Leistungsthema

Late Talker

Wenn Kinder später mit dem Sprechen beginnen, kann eine logopädische Einschätzung Orientierung geben.

Worum geht es?

Als Late Talker werden Kinder bezeichnet, die um den zweiten Geburtstag herum deutlich weniger sprechen als viele Gleichaltrige, zum Beispiel wenn der Wortschatz sehr klein ist oder noch keine Zweiwortäußerungen entstehen. Nicht jedes spät sprechende Kind benötigt automatisch eine Therapie.

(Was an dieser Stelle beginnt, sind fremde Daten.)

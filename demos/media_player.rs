//! Media Player State Machine
//!
//! This example drives a small player through its states and walks the
//! undo/redo history.
//!
//! Key concepts:
//! - Loading a configuration from JSON
//! - Event-driven transitions and direct jumps
//! - Pre-filtering actions with `can_trigger`
//! - Undo, redo, and redo invalidation on forward movement
//!
//! Run with: RUST_LOG=debug cargo run --example media_player

use rewind::{Config, EventId, MachineError, StateMachine};
use tracing_subscriber::EnvFilter;

const PLAYER: &str = r#"{
    "initial": "idle",
    "states": {
        "idle":    { "transitions": { "start": "running" } },
        "running": { "transitions": { "pause": "paused", "stop": "idle" } },
        "paused":  { "transitions": { "resume": "running", "stop": "idle" } }
    }
}"#;

fn main() -> Result<(), Box<dyn std::error::Error>> {
    tracing_subscriber::fmt()
        .with_env_filter(EnvFilter::from_default_env())
        .init();

    println!("=== Media Player State Machine ===\n");

    let mut machine = StateMachine::new(Config::from_json(PLAYER)?)?;
    println!("Initial state: {}", machine.state());
    println!("Available events: {:?}\n", machine.events());

    for event in ["start", "pause", "resume", "pause"] {
        machine.trigger(event)?;
        println!("{event:>7} -> {}", machine.state());
    }

    for event in ["resume", "stop", "start"] {
        let event = EventId::from(event);
        println!("can {event} while {}: {}", machine.state(), machine.can_trigger(&event));
    }

    match machine.trigger("start") {
        Err(MachineError::InvalidTransition { state, event }) => {
            println!("\n'{event}' is disabled while {state}");
        }
        other => println!("\nunexpected: {other:?}"),
    }

    println!("\nStates that can pause: {:?}", machine.states(Some(&"pause".into())));

    println!("\nWalking back:");
    while machine.undo() {
        println!("   undo -> {}", machine.state());
    }

    machine.redo();
    println!("   redo -> {}", machine.state());

    machine.change_state("paused")?;
    println!("\nJumped to {}; redo available: {}", machine.state(), machine.can_redo());

    machine.reset();
    println!("Reset to {}; undo depth: {}", machine.state(), machine.history().len());

    println!("\nJournal ({} changes):", machine.transitions().len());
    for record in machine.transitions().records() {
        println!("  {} -> {} ({})", record.from, record.to, record.kind);
    }

    println!("\n=== Example Complete ===");
    Ok(())
}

Eine logopädische Einschätzung kann aber helfen, die Sprachentwicklung einzuordnen, Eltern zu beraten und bei Bedarf frühzeitig zu unterstützen.

Wann kann Logopädie sinnvoll sein?

  • Das Kind spricht im Vergleich zu Gleichaltrigen deutlich wenig.
  • Der Wortschatz wächst nur langsam oder Zweiwortäußerungen bleiben noch aus.
  • Eltern haben den Eindruck, dass Verstehen und Sprechen nicht zusammenpassen.
  • Die Kinderärztin oder der Kinderarzt empfiehlt eine logopädische Abklärung.

Wie wir arbeiten

In der Therapie und Beratung geht es darum, die sprachlichen Fähigkeiten des Kindes zu beobachten, passende Impulse im Alltag zu finden und Eltern verständlich einzubeziehen. Ziel ist eine alltagsnahe Förderung der Kommunikation, ohne Druck aufzubauen.

Die Informationen auf dieser Seite ersetzen keine ärztliche Diagnose. Ob und in welchem Umfang eine logopädische Behandlung sinnvoll ist, wird individuell und auf Grundlage der ärztlichen Verordnung sowie der logopädischen Befunderhebung besprochen.